Inconformado agravou o Autor, tendo a Relação de Lisboa negado provimento ao agravo e confirmado a decisão da 1ª instância.

Foi pelo A. interposto recurso de agravo de 2ª instância, o qual foi admitido.

O A. remata as suas alegações com as seguintes conclusões: (I) O litígio a que respeita a sentença recorrida recai sobre o âmbito de jurisdição dos tribunais comuns e não dos tribunais administrativos e fiscais, como erradamente julgou o tribunal a quo.

(II) Esta constatação resulta de argumentos de natureza material ou substantiva e argumentos de natureza formal ou adjectiva.

(III) O argumento de natureza substantiva prende-se com o facto de a relação material controvertida sub judice ter natureza jurídico-privada, e não jurídico-administrativa como erradamente julgou o tribunal recorrido.

(IV) Na verdade, o Autor não entende qual o critério que levou o tribunal recorrido a configurar esta relação jurídica como materialmente administrativa.

(V) A natureza jurídico-privada da relação material controvertida resulta da aplicação do critério da natureza dos sujeitos processuais envolvidos, todos pessoas singulares ou colectivas de natureza jurídico-privada.

(VI) A natureza jurídico-privada da relação material controvertida resulta, igualmente, do critério da natureza da pretensão do Autor subjacente à acção interposta, a saber, única e exclusivamente a tutela de interesses meramente privados - o direito de propriedade do Autor contra a actuação de determinadas pessoas colectivas de direito privado - e não a tutela de qualquer interesse público.

(VII) Aliás, a factualidade vertida dos autos nada tem que ver com a tutela do interesse público, sendo, ao invés, arguida a completa ausência de razões de interesse público justificativas da actuação das empresas públicas demandadas.

(VIII) Neste sentido, o que o Autor pretende dos tribunais comuns é que impeçam as Rés de disporem livremente sobre os referidos imóveis e que as condenem a indemnizar o Autor pelos prejuízos decorrentes da aquisição inválida de imóveis que em tempos foram seus.

(IX) Esta acção judicial visa, pois, exclusivamente obter tutela jurisdicional para o direito de propriedade do Autor contra a apropriação e disposição ilegítimas por parte de entidades privadas, as Rés.

(X) Este direito está consagrado no artigo 62.° da CPR como um direito fundamental que goza do regime jurídico-constitucional dos direitos, liberdades e garantias.
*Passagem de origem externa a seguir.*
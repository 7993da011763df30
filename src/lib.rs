//! **hrmlink** - Round-trip connector between an image project, an OMERO-like
//! image store and an HRM deconvolution share.
//!
//! Raw images are copied to `<root>/<owner>/Raw/...`; deconvolved results are
//! later found under `<root>/<owner>/Deconvolved/...`, matched back to their raw
//! image and imported with their processing parameters.

/// Command-line interface with clap integration
pub mod cli;

/// Shell completion generation
pub mod completion;

/// Command handlers that need terminal output (progress, tables)
pub mod cli_ext {
    /// `send`, `retrieve` and `discover`
    pub mod transfer_cmd;
    pub use transfer_cmd::{discover_run, retrieve_run, send_run};
}

/// Transfer core - naming convention, matching, senders and retrievers
pub mod core {
    /// Case-insensitive edit-distance similarity and best-match selection
    pub mod matcher;
    pub use matcher::{best_match, similarity};

    /// Share folder layout and result file naming
    pub mod convention;
    pub use convention::{BackendKind, ResultNameParser, parse_result_filename};

    /// Parameter report tables to namespaced key/values
    pub mod metadata;
    pub use metadata::{KeyValues, Metadata};

    /// Remote image store contract
    pub mod remote;
    pub use remote::{NoRemote, RemoteConnector, RemoteStore};

    /// Project contract and the JSON manifest implementation
    pub mod project;
    pub use project::{JsonProject, ProjectEntry, ProjectImporter};

    /// Raw image senders (local file, remote store)
    pub mod sender;
    pub use sender::{LocalSender, RemoteSender, Sender, TransferStatus};

    /// Deconvolved result retrievers (local file, remote store)
    pub mod retriever;
    pub use retriever::{ItemReport, ItemStage, LocalRetriever, RemoteRetriever, Retriever};

    /// Bounded deletion of processed artifacts
    pub mod cleanup;

    /// Deconvolved tree scanning
    pub mod discovery;
    pub use discovery::{DiscoveredFile, discover};

    /// Batch driver for send and retrieve
    pub mod orchestrator;
    pub use orchestrator::{CancelToken, TransferOrchestrator};
}

/// Infrastructure - Configuration, preferences, I/O and logging
pub mod infra {
    /// Layered configuration (file + environment)
    pub mod config;
    pub use config::{Config, init as config_init, load_config};

    /// Remembered username/host
    pub mod prefs;
    pub use prefs::Preferences;

    /// Atomic copies, idempotent folder creation, sibling lookups
    pub mod io;

    /// Share walker built on `ignore` + `globset`
    pub mod walk;
    pub use walk::FileWalker;

    /// tracing subscriber setup
    pub mod logging;
}

// Strategic re-exports for clean CLI interface
pub use cli::{AppContext, Cli, Commands};
pub use infra::{Config, FileWalker, load_config};
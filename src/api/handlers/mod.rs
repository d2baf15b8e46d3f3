//! API request handlers

pub mod health;
pub mod nodes;
pub mod version;
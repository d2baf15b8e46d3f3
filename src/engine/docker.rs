//! bollard-backed engine bridge
//!
//! Every call is bounded by the configured engine timeout; expiry surfaces as
//! [`EngineError::Timeout`].

use std::collections::{BTreeMap, HashMap};
use std::future::Future;
use std::time::Duration;

use async_trait::async_trait;
use bollard::container::{
    Config, CreateContainerOptions, ListContainersOptions, LogsOptions, RemoveContainerOptions,
    RestartContainerOptions, StartContainerOptions, StopContainerOptions,
};
use bollard::models::{ContainerInspectResponse, ContainerSummary, HostConfig};
use bollard::volume::CreateVolumeOptions;
use bollard::{Docker, API_DEFAULT_VERSION};
use futures::StreamExt;
use tracing::debug;

use super::{ContainerSpec, EngineBridge, EngineError};
use crate::models::ManagedContainer;

/// Engine bridge over a bollard Docker client
#[derive(Clone)]
pub struct BollardBridge {
    docker: Docker,
    timeout: Duration,
}

impl BollardBridge {
    /// Connect to the daemon at `socket`, or the local defaults when unset
    pub fn connect(socket: Option<&str>, timeout: Duration) -> Result<Self, EngineError> {
        let docker = match socket {
            Some(path) => Docker::connect_with_socket(path, timeout.as_secs(), API_DEFAULT_VERSION)?,
            None => Docker::connect_with_local_defaults()?,
        };

        Ok(Self::new(docker, timeout))
    }

    pub fn new(docker: Docker, timeout: Duration) -> Self {
        Self { docker, timeout }
    }

    async fn bounded<T, F>(&self, call: F) -> Result<T, EngineError>
    where
        F: Future<Output = Result<T, bollard::errors::Error>>,
    {
        match tokio::time::timeout(self.timeout, call).await {
            Ok(result) => result.map_err(EngineError::from),
            Err(_) => Err(EngineError::Timeout(self.timeout)),
        }
    }
}

#[async_trait]
impl EngineBridge for BollardBridge {
    async fn ping(&self) -> Result<String, EngineError> {
        let version = self.bounded(self.docker.version()).await?;
        Ok(version.version.unwrap_or_else(|| "unknown".to_string()))
    }

    async fn inspect_container(&self, name: &str) -> Result<ManagedContainer, EngineError> {
        let info = self
            .bounded(self.docker.inspect_container(name, None))
            .await?;
        Ok(from_inspect(name, info))
    }

    async fn list_containers(
        &self,
        name_prefix: &str,
        all: bool,
    ) -> Result<Vec<ManagedContainer>, EngineError> {
        let mut filters = HashMap::new();
        filters.insert("name".to_string(), vec![name_prefix.to_string()]);
        let options = ListContainersOptions::<String> {
            all,
            filters,
            ..Default::default()
        };

        let summaries = self
            .bounded(self.docker.list_containers(Some(options)))
            .await?;

        // The engine's name filter matches substrings; keep true prefix matches only
        Ok(summaries
            .into_iter()
            .map(from_summary)
            .filter(|c| c.name.starts_with(name_prefix))
            .collect())
    }

    async fn create_container(
        &self,
        name: &str,
        spec: &ContainerSpec,
    ) -> Result<String, EngineError> {
        let options = CreateContainerOptions {
            name: name.to_string(),
            platform: None,
        };

        let config = Config {
            image: Some(spec.image.clone()),
            cmd: Some(spec.cmd.clone()),
            env: Some(spec.env.clone()),
            labels: Some(spec.labels.clone()),
            host_config: Some(HostConfig {
                binds: Some(spec.binds.clone()),
                ..Default::default()
            }),
            ..Default::default()
        };

        debug!(container_name = %name, image = %spec.image, "Creating container");
        let response = self
            .bounded(self.docker.create_container(Some(options), config))
            .await?;
        Ok(response.id)
    }

    async fn start_container(&self, name: &str) -> Result<(), EngineError> {
        self.bounded(
            self.docker
                .start_container(name, None::<StartContainerOptions<String>>),
        )
        .await
    }

    async fn stop_container(&self, name: &str, grace: Duration) -> Result<(), EngineError> {
        let options = StopContainerOptions {
            t: grace.as_secs() as i64,
        };
        self.bounded(self.docker.stop_container(name, Some(options)))
            .await
    }

    async fn restart_container(&self, name: &str, grace: Duration) -> Result<(), EngineError> {
        let options = RestartContainerOptions {
            t: grace.as_secs() as isize,
        };
        self.bounded(self.docker.restart_container(name, Some(options)))
            .await
    }

    async fn remove_container(&self, name: &str, force: bool) -> Result<(), EngineError> {
        let options = RemoveContainerOptions {
            force,
            ..Default::default()
        };
        self.bounded(self.docker.remove_container(name, Some(options)))
            .await
    }

    async fn container_logs(&self, name: &str, tail: usize) -> Result<String, EngineError> {
        let options = LogsOptions::<String> {
            stdout: true,
            stderr: true,
            tail: tail.to_string(),
            ..Default::default()
        };

        let collect = async {
            let mut stream = Box::pin(self.docker.logs(name, Some(options)));
            let mut output = String::new();
            while let Some(chunk) = stream.next().await {
                output.push_str(&String::from_utf8_lossy(&chunk?.into_bytes()));
            }
            Ok::<_, bollard::errors::Error>(output)
        };

        self.bounded(collect).await
    }

    async fn inspect_volume(&self, name: &str) -> Result<(), EngineError> {
        self.bounded(self.docker.inspect_volume(name))
            .await
            .map(|_| ())
    }

    async fn create_volume(
        &self,
        name: &str,
        labels: &HashMap<String, String>,
    ) -> Result<(), EngineError> {
        let options = CreateVolumeOptions {
            name: name.to_string(),
            driver: "local".to_string(),
            labels: labels.clone(),
            ..Default::default()
        };
        self.bounded(self.docker.create_volume(options))
            .await
            .map(|_| ())
    }
}

fn from_inspect(requested: &str, info: ContainerInspectResponse) -> ManagedContainer {
    let state = info.state.as_ref();
    let status = state
        .and_then(|s| s.status.as_ref())
        .map(|s| s.to_string())
        .unwrap_or_else(|| "unknown".to_string());
    let running = state.and_then(|s| s.running).unwrap_or(false);

    let (image, labels) = match info.config {
        Some(config) => (config.image, config.labels.unwrap_or_default()),
        None => (None, HashMap::new()),
    };

    let ports = info
        .network_settings
        .and_then(|n| n.ports)
        .map(|ports| {
            ports
                .into_iter()
                .map(|(port, bindings)| {
                    let published = bindings
                        .unwrap_or_default()
                        .into_iter()
                        .map(|b| {
                            format!(
                                "{}:{}",
                                b.host_ip.unwrap_or_default(),
                                b.host_port.unwrap_or_default()
                            )
                        })
                        .collect();
                    (port, published)
                })
                .collect()
        })
        .unwrap_or_default();

    ManagedContainer {
        name: info
            .name
            .map(|n| n.trim_start_matches('/').to_string())
            .unwrap_or_else(|| requested.to_string()),
        engine_id: info.id.unwrap_or_default(),
        state: status,
        running,
        image,
        created_at: info.created,
        ports,
        labels,
    }
}

fn from_summary(summary: ContainerSummary) -> ManagedContainer {
    let name = summary
        .names
        .and_then(|names| names.into_iter().next())
        .map(|n| n.trim_start_matches('/').to_string())
        .unwrap_or_default();
    let state = summary.state.unwrap_or_else(|| "unknown".to_string());

    let mut ports: BTreeMap<String, Vec<String>> = BTreeMap::new();
    for port in summary.ports.unwrap_or_default() {
        let key = match port.typ {
            Some(typ) => format!("{}/{}", port.private_port, typ),
            None => port.private_port.to_string(),
        };
        let entry = ports.entry(key).or_default();
        if let Some(public) = port.public_port {
            entry.push(format!("{}:{}", port.ip.unwrap_or_default(), public));
        }
    }

    ManagedContainer {
        name,
        engine_id: summary.id.unwrap_or_default(),
        running: state == "running",
        state,
        image: summary.image,
        created_at: summary
            .created
            .and_then(|ts| chrono::DateTime::from_timestamp(ts, 0))
            .map(|dt| dt.to_rfc3339()),
        ports,
        labels: summary.labels.unwrap_or_default(),
    }
}
//! Node container lifecycle management

use std::collections::HashMap;
use std::path::{Path, PathBuf};
use std::sync::Arc;
use std::time::{Duration, Instant};

use tracing::{debug, error, info, warn};

use crate::config::AppConfig;
use crate::engine::{ContainerSpec, EngineBridge, EngineError};
use crate::metrics;
use crate::models::{ManagedContainer, NodeConfig, NodeState, Scope};
use crate::paths::PathTranslator;
use crate::store::NodeConfigStore;
use crate::version::{ResolvedImage, VersionResolver};
use crate::volumes::{VolumeProvisioner, VolumeSet};

use super::error::{NodeError, RestartOutcome, StartOutcome, StopOutcome};
use super::naming::container_name;

/// Mount point of the node's configuration directory
const CONFIG_MOUNT: &str = "/mnt/config";
/// Mount point of the node's log directory
const LOG_MOUNT: &str = "/mnt/log";
/// Mount point of the private key used for at-rest encryption
const PRIVATE_KEY_MOUNT: &str = "/mnt/private_key.pem";
/// Engine socket, passed through so the node can spawn sibling task containers
const DOCKER_SOCKET: &str = "/var/run/docker.sock";

/// Manages node containers, keyed by (name, scope)
///
/// Holds no per-node state: every operation starts from what the engine reports now, and
/// concurrent creations by other actors are absorbed rather than treated as failures.
pub struct NodeManager {
    engine: Arc<dyn EngineBridge>,
    store: Arc<dyn NodeConfigStore>,
    resolver: VersionResolver,
    translator: PathTranslator,
    volumes: VolumeProvisioner,
    app_name: String,
    data_root: PathBuf,
    stop_grace: Duration,
}
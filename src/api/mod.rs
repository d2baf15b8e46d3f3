//! API module for the node manager
//!
//! Provides REST API endpoints for:
//! - Node listing and inspection
//! - Node lifecycle (start, stop, restart, delete)
//! - Node image version probing
//! - Health checks and metrics

mod error;
mod extract;
mod handlers;

use std::sync::Arc;

use axum::{
    routing::{get, post},
    Router,
};

use crate::AppState;

pub use error::ApiError;
pub use extract::{ApiPath, ApiQuery};

/// Create the main application router
pub fn create_router(state: Arc<AppState>) -> Router {
    Router::new()
        .route("/health", get(handlers::health::health_check))
        // Prometheus metrics
        .route("/metrics", get(crate::metrics::metrics_handler))
        .nest("/api/v1", api_v1_routes())
        .with_state(state)
}

/// API v1 routes
fn api_v1_routes() -> Router<Arc<AppState>> {
    Router::new()
        .route("/nodes", get(handlers::nodes::list_nodes))
        .route("/nodes/running", get(handlers::nodes::list_running))
        .route(
            "/nodes/:scope/:name",
            get(handlers::nodes::get_node).delete(handlers::nodes::delete_node),
        )
        .route("/nodes/:scope/:name/status", get(handlers::nodes::node_status))
        .route("/nodes/:scope/:name/start", post(handlers::nodes::start_node))
        .route("/nodes/:scope/:name/stop", post(handlers::nodes::stop_node))
        .route("/nodes/:scope/:name/restart", post(handlers::nodes::restart_node))
        .route("/nodes/:scope/:name/logs", get(handlers::nodes::node_logs))
        .route("/version", get(handlers::version::resolve_version))
}
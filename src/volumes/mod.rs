//! Per-node persistent volumes
//!
//! Every node owns four named volumes derived from its container name. They are created
//! lazily on start and never removed by the manager.

use std::collections::HashMap;
use std::fmt;
use std::sync::Arc;

use thiserror::Error;
use tracing::{debug, info, warn};

use crate::engine::{EngineBridge, EngineError};

/// Role a node volume plays
#[derive(Debug, Clone, Copy, PartialEq, Eq, Hash)]
pub enum VolumeRole {
    Data,
    Vpn,
    Ssh,
    Squid,
}

impl VolumeRole {
    pub const ALL: [VolumeRole; 4] = [
        VolumeRole::Data,
        VolumeRole::Vpn,
        VolumeRole::Ssh,
        VolumeRole::Squid,
    ];

    pub fn suffix(&self) -> &'static str {
        match self {
            VolumeRole::Data => "vol",
            VolumeRole::Vpn => "vpn-vol",
            VolumeRole::Ssh => "ssh-vol",
            VolumeRole::Squid => "squid-vol",
        }
    }

    /// Where the node container sees the volume
    pub fn mount_point(&self) -> &'static str {
        match self {
            VolumeRole::Data => "/mnt/data",
            VolumeRole::Vpn => "/mnt/vpn",
            VolumeRole::Ssh => "/mnt/ssh",
            VolumeRole::Squid => "/mnt/squid",
        }
    }

    /// Environment variable through which the node learns the volume name
    pub fn env_var(&self) -> &'static str {
        match self {
            VolumeRole::Data => "DATA_VOLUME_NAME",
            VolumeRole::Vpn => "VPN_VOLUME_NAME",
            VolumeRole::Ssh => "SSH_TUNNEL_VOLUME_NAME",
            VolumeRole::Squid => "SQUID_VOLUME_NAME",
        }
    }

    pub fn volume_name(&self, container_name: &str) -> String {
        format!("{}-{}", container_name, self.suffix())
    }
}

impl fmt::Display for VolumeRole {
    fn fmt(&self, f: &mut fmt::Formatter<'_>) -> fmt::Result {
        let name = match self {
            VolumeRole::Data => "data",
            VolumeRole::Vpn => "vpn",
            VolumeRole::Ssh => "ssh",
            VolumeRole::Squid => "squid",
        };
        f.write_str(name)
    }
}

/// The complete set of a node's volumes; only produced once all four exist
#[derive(Debug, Clone, PartialEq, Eq)]
pub struct VolumeSet {
    pub data: String,
    pub vpn: String,
    pub ssh: String,
    pub squid: String,
}

impl VolumeSet {
    /// Names derived for `container_name`, without touching the engine
    pub fn for_container(container_name: &str) -> Self {
        Self {
            data: VolumeRole::Data.volume_name(container_name),
            vpn: VolumeRole::Vpn.volume_name(container_name),
            ssh: VolumeRole::Ssh.volume_name(container_name),
            squid: VolumeRole::Squid.volume_name(container_name),
        }
    }

    pub fn name(&self, role: VolumeRole) -> &str {
        match role {
            VolumeRole::Data => &self.data,
            VolumeRole::Vpn => &self.vpn,
            VolumeRole::Ssh => &self.ssh,
            VolumeRole::Squid => &self.squid,
        }
    }

    /// (role, name) pairs in fixed role order
    pub fn iter(&self) -> impl Iterator<Item = (VolumeRole, &str)> + '_ {
        VolumeRole::ALL.into_iter().map(move |role| (role, self.name(role)))
    }
}

/// One or more volumes could not be ensured
#[derive(Debug, Clone, PartialEq, Eq, Error)]
#[error("failed to provision volumes for {container_name}: {}", describe(.failures))]
pub struct ProvisioningError {
    pub container_name: String,
    pub failures: Vec<(VolumeRole, EngineError)>,
    /// Volumes this call did create before giving up; they are left in place
    pub created: Vec<String>,
}

impl ProvisioningError {
    /// Every failure was the engine being unreachable
    pub fn engine_unreachable(&self) -> bool {
        self.failures.iter().all(|(_, e)| e.is_unreachable())
    }
}

fn describe(failures: &[(VolumeRole, EngineError)]) -> String {
    failures
        .iter()
        .map(|(role, e)| format!("{} volume: {}", role, e))
        .collect::<Vec<_>>()
        .join("; ")
}

/// Ensures a node's volume set exists
pub struct VolumeProvisioner {
    engine: Arc<dyn EngineBridge>,
    app_name: String,
}

impl VolumeProvisioner {
    pub fn new(engine: Arc<dyn EngineBridge>, app_name: impl Into<String>) -> Self {
        Self {
            engine,
            app_name: app_name.into(),
        }
    }

    /// Look up each volume by name and create the missing ones. Idempotent.
    ///
    /// All four roles are attempted even when one fails, so the error reports the full
    /// picture rather than the first failure.
    pub async fn ensure_volumes(&self, container_name: &str) -> Result<VolumeSet, ProvisioningError> {
        let set = VolumeSet::for_container(container_name);
        let mut failures = Vec::new();
        let mut created = Vec::new();

        for (role, name) in set.iter() {
            match self.ensure_volume(container_name, role, name).await {
                Ok(true) => created.push(name.to_string()),
                Ok(false) => {}
                Err(e) => {
                    warn!(volume = %name, role = %role, error = %e, "Volume could not be ensured");
                    failures.push((role, e));
                }
            }
        }

        if !failures.is_empty() {
            return Err(ProvisioningError {
                container_name: container_name.to_string(),
                failures,
                created,
            });
        }

        if !created.is_empty() {
            info!(container_name = %container_name, created = ?created, "Node volumes created");
        }
        Ok(set)
    }

    /// Returns whether this call created the volume
    async fn ensure_volume(
        &self,
        container_name: &str,
        role: VolumeRole,
        name: &str,
    ) -> Result<bool, EngineError> {
        match self.engine.inspect_volume(name).await {
            Ok(()) => {
                debug!(volume = %name, "Volume exists");
                return Ok(false);
            }
            Err(e) if e.is_not_found() => {}
            Err(e) => return Err(e),
        }

        let mut labels = HashMap::new();
        labels.insert(format!("{}-type", self.app_name), "node".to_string());
        labels.insert(format!("{}-node", self.app_name), container_name.to_string());
        labels.insert(format!("{}-volume", self.app_name), role.to_string());

        match self.engine.create_volume(name, &labels).await {
            Ok(()) => Ok(true),
            // Created by someone else between lookup and create
            Err(e) if e.is_conflict() => Ok(false),
            Err(e) => Err(e),
        }
    }
}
(XI) Ou seja, é um direito directamente aplicável por força da CRP e directamente vinculativo para as entidades privadas, as Rés, sem necessidade de mediação de qualquer norma de legislação ordinária (cfr. art. 18.° n.° 1 CRP).

(XII) A presente acção não implica, pois, directamente, a aplicação de normas de direito público, mas sim a identificação dos vínculos jurídico-constitucionais que impendem sobre as entidades privadas por força do regime constitucional de protecção da propriedade privada.

(XIII) Na verdade, o sistema constitucional de protecção do direito de propriedade abrange, no seu conteúdo garantístico mínimo, o direito de não ser privado da propriedade fora das situações legalmente previstas.

(XIV) E incumbe aos tribunais judiciais tutelar este direito, o que se reclama neste autos, designadamente pela via da tutela secundária da indemnização civil e do enriquecimento sem causa.

(XV) A natureza jurídico-privada da relação material controvertida resulta, por fim, da natureza do objecto processual, que nos presentes autos respeita à actuação que as Rés desenvolvem enquanto entidades empresariais e que o Autor considera lesiva dos seus direitos subjectivos de propriedade.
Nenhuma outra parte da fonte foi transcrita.